F. Pola, ed., Pietro Consagra. Frontal sculpture 1947–1967, exh. cat. Robilant + Voena, London, p. 128, no. 121, illustrated in colour.
M. Meneguzzo and G. Di Milia, Pietro Consagra, exh. cat. Galleria Tega, Milan, 2016, p. 73, illustrated in colour.
Description
Pietro Consagra is one of Europe’s most renowned postwar sculptors. Born in 1920 in Mazara del Vallo, Sicily, he moved to Rome in 1944, the “open city” that was beginning its civic and material reconstruction after World War II. Consagra developed his highly distinctive vision for a new form of sculpture after a formative visit to Paris in 1946, which marked the beginning of an active dialogue with the international avant-garde. He soon thereafter realised his first abstract sculptures; they were not modelled as a whole, but instead constructed of silhouetted forms built of overlapping planes.
In 1952 Consagra began to execute the Colloqui (Dialogues) series which can be considered as some of the most emblematic alternatives offered by European sculpture to Informal Art. Made of bronze, iron or wood, they consisted of two (and, later, sometimes even three) vertical elements placed in such a way as to form a dynamic contrast with each other, within a perimeter that tended to be square or rectangular.
The colour period started with the Piani sospesi (Suspended Planes) in 1964 and 1965, exhibited for the first time at the Quadriennale in Rome in November of the latter year. The works in this series comprise planes of wood or aluminium that are cut, perforated and painted on both sides, with a further space that can be perceived through them. They are of minimal thickness, with curved margins, designed to be suspended from above, staggered, moving in the air and visible on both sides. The bifrontal quality of Consagra's sculptures further emphasises the direct and immediate relationship between the artwork and the observer.
In 1965 and 1966 came the Ferri trasparenti (Transparent Iron Works) which are made of large sheets of painted iron that are thin, curved and swollen, not stratified, but extended in a unitary image with undulating profiles, with slits that the space filters through. Originally created for an urban dimension, in most cases they can rotate, in an imaginary interaction with the environment, as “trees of a utopian humanism”.

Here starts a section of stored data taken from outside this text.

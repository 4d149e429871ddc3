//! Layered settings: built-in defaults, then the JSON config file, then
//! command-line flags.
use super::args::AppArgs;
use crate::console::{DeviceInfo, DEFAULT_MAX_ENTRIES};
use serde::{Deserialize, Serialize};
use std::io;
use std::path::{Path, PathBuf};
use std::time::Duration;
use thiserror::Error;

pub const CONFIG_FILE_NAME: &str = "device-console.json";
pub const DEFAULT_LOG_FILE_NAME: &str = "idevice_log.txt";
pub const DEFAULT_POLL_INTERVAL_SECS: u64 = 3;

#[derive(Debug, Error)]
pub enum ConfigError {
    #[error("could not read config {}: {source}", path.display())]
    Read {
        path: PathBuf,
        #[source]
        source: io::Error,
    },
    #[error("invalid config {}: {source}", path.display())]
    Parse {
        path: PathBuf,
        #[source]
        source: serde_json::Error,
    },
    #[error("{0}")]
    Invalid(String),
}

/// Device fields that replace the detected values when present.
#[derive(Debug, Clone, Default, PartialEq, Eq, Serialize, Deserialize)]
#[serde(default, deny_unknown_fields)]
pub struct DeviceOverrides {
    pub os_version: Option<String>,
    pub name: Option<String>,
    pub model: Option<String>,
}

impl DeviceOverrides {
    fn apply(&self, mut device: DeviceInfo) -> DeviceInfo {
        if let Some(os_version) = &self.os_version {
            device.os_version = os_version.clone();
        }
        if let Some(name) = &self.name {
            device.name = name.clone();
        }
        if let Some(model) = &self.model {
            device.model = model.clone();
        }
        device
    }
}

/// Contents of `device-console.json`. Every field is optional.
#[derive(Debug, Clone, Default, PartialEq, Eq, Serialize, Deserialize)]
#[serde(default, deny_unknown_fields)]
pub struct ConsoleConfig {
    pub log_file: Option<PathBuf>,
    pub poll_interval_secs: Option<u64>,
    pub max_entries: Option<usize>,
    pub auto_scroll: Option<bool>,
    pub device: DeviceOverrides,
}

impl ConsoleConfig {
    pub fn load(path: &Path) -> Result<Self, ConfigError> {
        let raw = std::fs::read_to_string(path).map_err(|source| ConfigError::Read {
            path: path.to_path_buf(),
            source,
        })?;
        serde_json::from_str(&raw).map_err(|source| ConfigError::Parse {
            path: path.to_path_buf(),
            source,
        })
    }

    /// Loads the config named on the command line, or the one in the data
    /// directory if it exists. An explicitly named file must exist.
    pub fn discover(args: &AppArgs) -> Result<Self, ConfigError> {
        if let Some(path) = &args.config {
            return Self::load(path);
        }

        let implicit = args.data_dir.join(CONFIG_FILE_NAME);
        if implicit.is_file() {
            Self::load(&implicit)
        } else {
            Ok(Self::default())
        }
    }
}

/// The resolved settings every mode runs with.
#[derive(Debug, Clone, PartialEq, Eq)]
pub struct Settings {
    pub log_file: PathBuf,
    pub data_dir: PathBuf,
    pub poll_interval: Duration,
    pub max_entries: usize,
    pub auto_scroll: bool,
    pub device: DeviceInfo,
    pub color: bool,
}

impl Settings {
    pub fn resolve(args: &AppArgs, config: ConsoleConfig) -> Result<Self, ConfigError> {
        Self::resolve_with_device(args, config, DeviceInfo::detect())
    }

    fn resolve_with_device(
        args: &AppArgs,
        config: ConsoleConfig,
        detected: DeviceInfo,
    ) -> Result<Self, ConfigError> {
        let log_file = args
            .log_file
            .clone()
            .or(config.log_file)
            .unwrap_or_else(|| args.data_dir.join(DEFAULT_LOG_FILE_NAME));

        let interval_secs = args
            .interval
            .or(config.poll_interval_secs)
            .unwrap_or(DEFAULT_POLL_INTERVAL_SECS);
        if interval_secs == 0 {
            return Err(ConfigError::Invalid(
                "poll interval must be at least 1 second".to_string(),
            ));
        }

        let max_entries = args
            .max_entries
            .or(config.max_entries)
            .unwrap_or(DEFAULT_MAX_ENTRIES);
        if max_entries == 0 {
            return Err(ConfigError::Invalid(
                "max entries must be at least 1".to_string(),
            ));
        }

        let auto_scroll = !args.no_auto_scroll && config.auto_scroll.unwrap_or(true);

        Ok(Self {
            log_file,
            data_dir: args.data_dir.clone(),
            poll_interval: Duration::from_secs(interval_secs),
            max_entries,
            auto_scroll,
            device: config.device.apply(detected),
            color: !args.no_color,
        })
    }
}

This new period of Consagra’s frontal sculpture, which took shape in the first half of the 1960s, was marked by conflicting tensions, even as he continued to receive honours and show his works in exhibitions such as the solo event at the Galeria Bonino in Buenos Aires in November 1962. His increasing fame in the international art system gave him a sense of intolerance for his own work, for he was driven by an inner desire for change and for a turning point that he felt was needed in order to adapt to a rapidly changing society.